YOUR INSTRUCTIONS
Work out how many lines in the data hold the string "stderr". Reply with only that number.

(Saved data entries)
=== Begin Enclosure ===

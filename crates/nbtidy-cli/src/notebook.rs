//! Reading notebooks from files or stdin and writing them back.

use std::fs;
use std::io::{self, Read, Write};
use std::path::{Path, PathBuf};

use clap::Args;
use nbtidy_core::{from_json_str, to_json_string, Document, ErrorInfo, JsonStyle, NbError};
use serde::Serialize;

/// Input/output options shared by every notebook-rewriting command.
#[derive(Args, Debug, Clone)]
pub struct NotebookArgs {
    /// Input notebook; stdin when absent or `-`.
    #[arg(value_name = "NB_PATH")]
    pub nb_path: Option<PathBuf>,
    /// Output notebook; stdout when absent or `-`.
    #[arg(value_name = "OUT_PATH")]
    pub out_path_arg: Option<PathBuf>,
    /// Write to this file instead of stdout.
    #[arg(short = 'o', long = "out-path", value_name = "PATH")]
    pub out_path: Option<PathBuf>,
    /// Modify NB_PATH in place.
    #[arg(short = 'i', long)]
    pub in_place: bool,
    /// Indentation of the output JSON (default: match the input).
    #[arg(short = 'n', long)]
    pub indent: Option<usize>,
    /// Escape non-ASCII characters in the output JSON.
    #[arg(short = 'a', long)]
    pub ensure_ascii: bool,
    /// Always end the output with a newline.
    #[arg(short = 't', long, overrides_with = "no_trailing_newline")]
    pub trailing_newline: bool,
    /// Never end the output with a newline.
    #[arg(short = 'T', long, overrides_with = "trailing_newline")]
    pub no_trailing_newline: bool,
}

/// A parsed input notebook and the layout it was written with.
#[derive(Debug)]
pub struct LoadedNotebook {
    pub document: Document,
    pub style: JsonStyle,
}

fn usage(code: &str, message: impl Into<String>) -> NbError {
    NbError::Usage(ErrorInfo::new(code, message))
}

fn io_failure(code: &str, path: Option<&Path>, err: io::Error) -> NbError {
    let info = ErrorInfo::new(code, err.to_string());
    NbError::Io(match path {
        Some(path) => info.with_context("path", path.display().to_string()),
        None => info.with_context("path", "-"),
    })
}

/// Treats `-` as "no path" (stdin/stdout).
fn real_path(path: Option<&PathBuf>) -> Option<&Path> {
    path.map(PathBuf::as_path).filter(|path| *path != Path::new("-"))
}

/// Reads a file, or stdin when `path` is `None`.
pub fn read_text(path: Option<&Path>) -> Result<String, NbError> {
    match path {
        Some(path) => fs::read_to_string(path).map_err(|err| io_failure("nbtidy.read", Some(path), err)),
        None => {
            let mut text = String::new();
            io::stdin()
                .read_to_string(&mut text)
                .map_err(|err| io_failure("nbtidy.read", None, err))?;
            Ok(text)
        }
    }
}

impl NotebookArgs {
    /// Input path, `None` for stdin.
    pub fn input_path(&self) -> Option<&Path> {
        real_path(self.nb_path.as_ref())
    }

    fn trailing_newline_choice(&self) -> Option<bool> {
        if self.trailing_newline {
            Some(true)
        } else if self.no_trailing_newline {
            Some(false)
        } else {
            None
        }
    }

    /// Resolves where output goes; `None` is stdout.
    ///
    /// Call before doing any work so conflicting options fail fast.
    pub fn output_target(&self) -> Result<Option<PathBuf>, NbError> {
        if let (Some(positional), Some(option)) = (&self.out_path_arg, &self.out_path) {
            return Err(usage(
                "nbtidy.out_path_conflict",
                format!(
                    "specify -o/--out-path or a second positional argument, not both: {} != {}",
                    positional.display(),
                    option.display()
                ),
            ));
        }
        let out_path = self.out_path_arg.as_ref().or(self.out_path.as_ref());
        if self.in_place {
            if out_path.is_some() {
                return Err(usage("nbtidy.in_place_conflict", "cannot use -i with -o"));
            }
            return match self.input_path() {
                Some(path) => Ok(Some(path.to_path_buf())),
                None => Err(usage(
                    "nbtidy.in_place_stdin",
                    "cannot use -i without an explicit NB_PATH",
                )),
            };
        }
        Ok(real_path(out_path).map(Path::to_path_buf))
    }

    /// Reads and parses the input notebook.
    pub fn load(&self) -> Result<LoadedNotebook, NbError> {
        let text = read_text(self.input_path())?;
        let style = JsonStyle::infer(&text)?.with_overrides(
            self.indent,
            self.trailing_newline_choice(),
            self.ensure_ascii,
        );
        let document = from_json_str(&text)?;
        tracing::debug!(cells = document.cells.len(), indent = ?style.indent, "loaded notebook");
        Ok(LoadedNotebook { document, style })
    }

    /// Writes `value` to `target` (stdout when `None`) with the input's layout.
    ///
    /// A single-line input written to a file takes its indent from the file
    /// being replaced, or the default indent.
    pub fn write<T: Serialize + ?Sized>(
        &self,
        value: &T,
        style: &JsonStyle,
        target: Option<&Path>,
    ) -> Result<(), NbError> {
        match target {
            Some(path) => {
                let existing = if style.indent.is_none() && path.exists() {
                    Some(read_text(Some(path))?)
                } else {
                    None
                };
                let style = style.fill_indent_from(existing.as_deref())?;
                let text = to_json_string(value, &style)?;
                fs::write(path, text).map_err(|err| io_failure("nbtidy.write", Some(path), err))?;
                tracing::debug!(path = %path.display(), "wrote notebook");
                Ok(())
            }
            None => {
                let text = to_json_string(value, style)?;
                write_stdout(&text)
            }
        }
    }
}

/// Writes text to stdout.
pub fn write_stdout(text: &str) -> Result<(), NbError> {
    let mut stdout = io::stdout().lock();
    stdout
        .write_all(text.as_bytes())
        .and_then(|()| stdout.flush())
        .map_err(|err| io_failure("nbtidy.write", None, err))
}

=== End Enclosure ===
=== Begin Enclosure ===

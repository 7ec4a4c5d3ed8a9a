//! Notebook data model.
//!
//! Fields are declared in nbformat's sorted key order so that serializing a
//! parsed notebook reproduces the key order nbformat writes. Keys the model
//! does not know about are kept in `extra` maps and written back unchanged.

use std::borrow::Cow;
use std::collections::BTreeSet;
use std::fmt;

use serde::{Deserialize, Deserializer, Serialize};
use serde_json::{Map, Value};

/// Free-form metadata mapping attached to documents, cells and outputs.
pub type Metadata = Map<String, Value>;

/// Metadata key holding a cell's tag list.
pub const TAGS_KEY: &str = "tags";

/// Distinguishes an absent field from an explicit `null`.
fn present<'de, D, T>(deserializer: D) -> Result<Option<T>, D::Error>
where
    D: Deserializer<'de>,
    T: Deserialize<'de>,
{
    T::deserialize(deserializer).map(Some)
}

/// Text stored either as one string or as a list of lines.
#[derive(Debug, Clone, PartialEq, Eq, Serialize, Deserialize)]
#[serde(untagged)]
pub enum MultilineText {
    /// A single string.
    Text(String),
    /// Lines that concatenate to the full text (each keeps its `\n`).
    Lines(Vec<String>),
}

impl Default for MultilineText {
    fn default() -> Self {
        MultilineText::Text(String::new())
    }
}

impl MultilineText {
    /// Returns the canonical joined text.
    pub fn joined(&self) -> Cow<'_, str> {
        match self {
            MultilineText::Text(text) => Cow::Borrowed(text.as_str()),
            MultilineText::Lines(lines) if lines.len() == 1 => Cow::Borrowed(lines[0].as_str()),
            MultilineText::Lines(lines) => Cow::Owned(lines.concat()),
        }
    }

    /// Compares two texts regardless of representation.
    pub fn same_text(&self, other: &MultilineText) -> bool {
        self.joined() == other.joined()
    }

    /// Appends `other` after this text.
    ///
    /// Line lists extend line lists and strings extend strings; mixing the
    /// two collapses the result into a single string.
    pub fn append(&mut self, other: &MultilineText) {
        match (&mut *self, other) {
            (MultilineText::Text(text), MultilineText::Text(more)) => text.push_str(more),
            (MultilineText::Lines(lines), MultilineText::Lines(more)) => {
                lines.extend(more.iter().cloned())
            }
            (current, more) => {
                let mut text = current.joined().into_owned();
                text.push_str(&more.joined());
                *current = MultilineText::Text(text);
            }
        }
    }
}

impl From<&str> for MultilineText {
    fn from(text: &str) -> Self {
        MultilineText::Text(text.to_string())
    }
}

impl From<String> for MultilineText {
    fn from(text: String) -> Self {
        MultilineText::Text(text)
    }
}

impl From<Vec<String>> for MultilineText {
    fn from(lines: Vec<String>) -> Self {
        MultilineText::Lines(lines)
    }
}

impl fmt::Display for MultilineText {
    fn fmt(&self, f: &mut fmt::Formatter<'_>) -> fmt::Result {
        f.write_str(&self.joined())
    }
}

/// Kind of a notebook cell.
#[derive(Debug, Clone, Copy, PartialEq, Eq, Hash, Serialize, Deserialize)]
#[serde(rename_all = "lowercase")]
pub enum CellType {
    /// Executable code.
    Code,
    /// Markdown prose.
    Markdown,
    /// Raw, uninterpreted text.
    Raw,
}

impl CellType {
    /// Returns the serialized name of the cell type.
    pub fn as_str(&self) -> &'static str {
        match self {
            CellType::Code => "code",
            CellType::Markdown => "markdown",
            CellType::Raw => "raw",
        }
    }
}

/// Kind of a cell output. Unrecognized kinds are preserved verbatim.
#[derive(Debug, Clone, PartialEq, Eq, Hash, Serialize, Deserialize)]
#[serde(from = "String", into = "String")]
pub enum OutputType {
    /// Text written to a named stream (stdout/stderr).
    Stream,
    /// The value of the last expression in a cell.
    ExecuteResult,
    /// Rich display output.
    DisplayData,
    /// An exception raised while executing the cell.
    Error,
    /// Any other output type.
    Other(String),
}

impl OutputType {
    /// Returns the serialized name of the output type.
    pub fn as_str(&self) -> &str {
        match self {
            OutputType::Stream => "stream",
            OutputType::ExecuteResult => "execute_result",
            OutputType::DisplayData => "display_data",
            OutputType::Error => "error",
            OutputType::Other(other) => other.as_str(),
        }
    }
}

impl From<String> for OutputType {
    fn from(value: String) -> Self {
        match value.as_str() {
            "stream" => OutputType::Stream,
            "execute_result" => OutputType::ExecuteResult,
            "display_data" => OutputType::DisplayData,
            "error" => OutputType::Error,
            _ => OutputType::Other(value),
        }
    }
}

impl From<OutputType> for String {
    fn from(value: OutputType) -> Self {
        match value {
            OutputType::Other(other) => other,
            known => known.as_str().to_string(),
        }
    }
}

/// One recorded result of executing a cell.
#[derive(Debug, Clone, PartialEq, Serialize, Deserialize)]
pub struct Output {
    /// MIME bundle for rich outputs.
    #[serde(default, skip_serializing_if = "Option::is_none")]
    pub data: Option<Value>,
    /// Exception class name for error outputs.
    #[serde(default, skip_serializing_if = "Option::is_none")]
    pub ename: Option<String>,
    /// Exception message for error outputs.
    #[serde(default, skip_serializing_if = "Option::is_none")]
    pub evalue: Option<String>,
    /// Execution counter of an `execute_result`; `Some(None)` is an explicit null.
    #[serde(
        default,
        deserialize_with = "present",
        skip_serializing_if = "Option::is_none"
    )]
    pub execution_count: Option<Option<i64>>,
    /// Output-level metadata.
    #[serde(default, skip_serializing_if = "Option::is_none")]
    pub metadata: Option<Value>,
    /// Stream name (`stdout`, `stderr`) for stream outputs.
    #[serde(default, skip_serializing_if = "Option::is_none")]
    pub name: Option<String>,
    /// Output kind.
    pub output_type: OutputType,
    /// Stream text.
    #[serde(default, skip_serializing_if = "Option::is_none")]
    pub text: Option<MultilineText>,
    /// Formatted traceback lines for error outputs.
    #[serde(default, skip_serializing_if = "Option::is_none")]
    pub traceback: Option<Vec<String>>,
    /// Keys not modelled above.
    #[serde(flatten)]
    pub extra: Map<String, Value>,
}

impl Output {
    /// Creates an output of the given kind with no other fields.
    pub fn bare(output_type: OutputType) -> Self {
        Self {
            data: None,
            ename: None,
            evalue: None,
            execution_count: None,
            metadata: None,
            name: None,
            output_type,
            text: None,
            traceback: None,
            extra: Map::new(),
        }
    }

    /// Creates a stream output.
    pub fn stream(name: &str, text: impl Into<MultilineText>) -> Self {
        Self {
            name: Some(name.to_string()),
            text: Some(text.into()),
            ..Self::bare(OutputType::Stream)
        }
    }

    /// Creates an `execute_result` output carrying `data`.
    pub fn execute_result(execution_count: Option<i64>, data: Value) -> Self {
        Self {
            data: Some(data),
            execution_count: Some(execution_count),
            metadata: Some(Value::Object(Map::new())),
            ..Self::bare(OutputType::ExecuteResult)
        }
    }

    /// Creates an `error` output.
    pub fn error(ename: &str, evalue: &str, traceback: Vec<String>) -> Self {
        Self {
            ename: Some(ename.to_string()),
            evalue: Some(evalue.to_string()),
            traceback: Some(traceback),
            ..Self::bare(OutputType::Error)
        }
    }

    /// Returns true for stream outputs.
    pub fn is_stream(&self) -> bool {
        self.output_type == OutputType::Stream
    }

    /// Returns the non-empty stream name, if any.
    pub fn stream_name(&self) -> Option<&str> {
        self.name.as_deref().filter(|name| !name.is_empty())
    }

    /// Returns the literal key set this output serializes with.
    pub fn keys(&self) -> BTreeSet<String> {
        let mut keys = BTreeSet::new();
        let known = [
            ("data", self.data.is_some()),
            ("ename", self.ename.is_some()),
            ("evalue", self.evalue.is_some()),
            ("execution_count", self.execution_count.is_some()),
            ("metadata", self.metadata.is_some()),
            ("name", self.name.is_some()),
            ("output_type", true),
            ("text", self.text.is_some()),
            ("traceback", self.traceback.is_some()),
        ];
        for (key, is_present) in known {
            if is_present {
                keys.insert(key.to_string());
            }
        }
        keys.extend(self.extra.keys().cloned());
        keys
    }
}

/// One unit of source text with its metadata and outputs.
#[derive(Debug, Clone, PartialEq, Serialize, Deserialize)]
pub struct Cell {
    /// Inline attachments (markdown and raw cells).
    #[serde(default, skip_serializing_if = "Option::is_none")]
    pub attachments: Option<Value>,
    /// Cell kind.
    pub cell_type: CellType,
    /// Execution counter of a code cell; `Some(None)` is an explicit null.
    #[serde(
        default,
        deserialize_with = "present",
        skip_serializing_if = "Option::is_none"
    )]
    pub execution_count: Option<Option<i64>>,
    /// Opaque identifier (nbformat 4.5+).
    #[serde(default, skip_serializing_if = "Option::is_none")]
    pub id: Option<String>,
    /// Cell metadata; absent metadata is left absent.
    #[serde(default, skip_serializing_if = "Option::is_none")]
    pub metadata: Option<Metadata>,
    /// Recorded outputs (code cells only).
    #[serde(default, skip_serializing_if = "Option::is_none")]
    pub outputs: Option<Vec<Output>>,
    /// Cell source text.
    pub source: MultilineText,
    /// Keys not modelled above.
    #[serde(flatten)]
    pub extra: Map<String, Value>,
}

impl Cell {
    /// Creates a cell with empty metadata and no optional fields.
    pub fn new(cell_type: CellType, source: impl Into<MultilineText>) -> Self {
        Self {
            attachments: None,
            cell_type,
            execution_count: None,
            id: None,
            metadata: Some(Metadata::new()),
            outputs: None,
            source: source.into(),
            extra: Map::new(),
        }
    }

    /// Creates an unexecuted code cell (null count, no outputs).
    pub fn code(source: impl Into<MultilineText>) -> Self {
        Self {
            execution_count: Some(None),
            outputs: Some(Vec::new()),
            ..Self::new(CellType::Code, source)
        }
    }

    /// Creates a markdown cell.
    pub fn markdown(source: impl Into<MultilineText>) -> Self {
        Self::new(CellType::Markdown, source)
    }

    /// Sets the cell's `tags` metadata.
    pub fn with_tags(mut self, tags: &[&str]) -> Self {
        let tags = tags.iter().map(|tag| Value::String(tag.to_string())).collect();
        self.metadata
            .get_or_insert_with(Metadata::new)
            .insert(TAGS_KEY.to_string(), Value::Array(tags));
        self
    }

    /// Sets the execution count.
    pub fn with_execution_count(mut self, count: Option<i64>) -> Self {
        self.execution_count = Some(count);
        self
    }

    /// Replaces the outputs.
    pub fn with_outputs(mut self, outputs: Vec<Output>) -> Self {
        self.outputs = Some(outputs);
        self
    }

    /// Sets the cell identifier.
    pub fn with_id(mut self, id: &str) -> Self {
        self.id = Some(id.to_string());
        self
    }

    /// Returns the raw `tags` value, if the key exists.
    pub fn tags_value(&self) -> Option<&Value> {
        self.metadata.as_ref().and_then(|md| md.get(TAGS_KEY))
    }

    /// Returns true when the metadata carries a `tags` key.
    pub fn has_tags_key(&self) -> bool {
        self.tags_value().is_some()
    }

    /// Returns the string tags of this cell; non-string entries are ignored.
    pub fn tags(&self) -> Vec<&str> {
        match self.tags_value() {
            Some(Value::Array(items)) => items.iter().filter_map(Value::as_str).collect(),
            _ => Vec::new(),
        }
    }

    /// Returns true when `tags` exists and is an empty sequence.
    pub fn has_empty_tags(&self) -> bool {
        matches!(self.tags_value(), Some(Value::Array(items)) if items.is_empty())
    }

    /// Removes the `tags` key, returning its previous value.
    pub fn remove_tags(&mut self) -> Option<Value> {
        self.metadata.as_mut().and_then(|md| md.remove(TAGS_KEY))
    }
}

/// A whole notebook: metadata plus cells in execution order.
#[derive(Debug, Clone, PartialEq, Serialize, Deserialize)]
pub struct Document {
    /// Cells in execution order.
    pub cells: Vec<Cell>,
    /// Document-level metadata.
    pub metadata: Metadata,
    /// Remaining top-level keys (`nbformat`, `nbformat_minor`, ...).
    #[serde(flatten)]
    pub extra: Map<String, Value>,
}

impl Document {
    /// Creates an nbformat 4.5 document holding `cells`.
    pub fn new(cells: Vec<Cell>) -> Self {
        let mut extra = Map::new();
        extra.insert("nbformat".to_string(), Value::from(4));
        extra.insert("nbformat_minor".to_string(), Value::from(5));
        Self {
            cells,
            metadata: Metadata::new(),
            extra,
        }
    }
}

=== End Enclosure ===

ANSWER TO THIS EXERCISE
2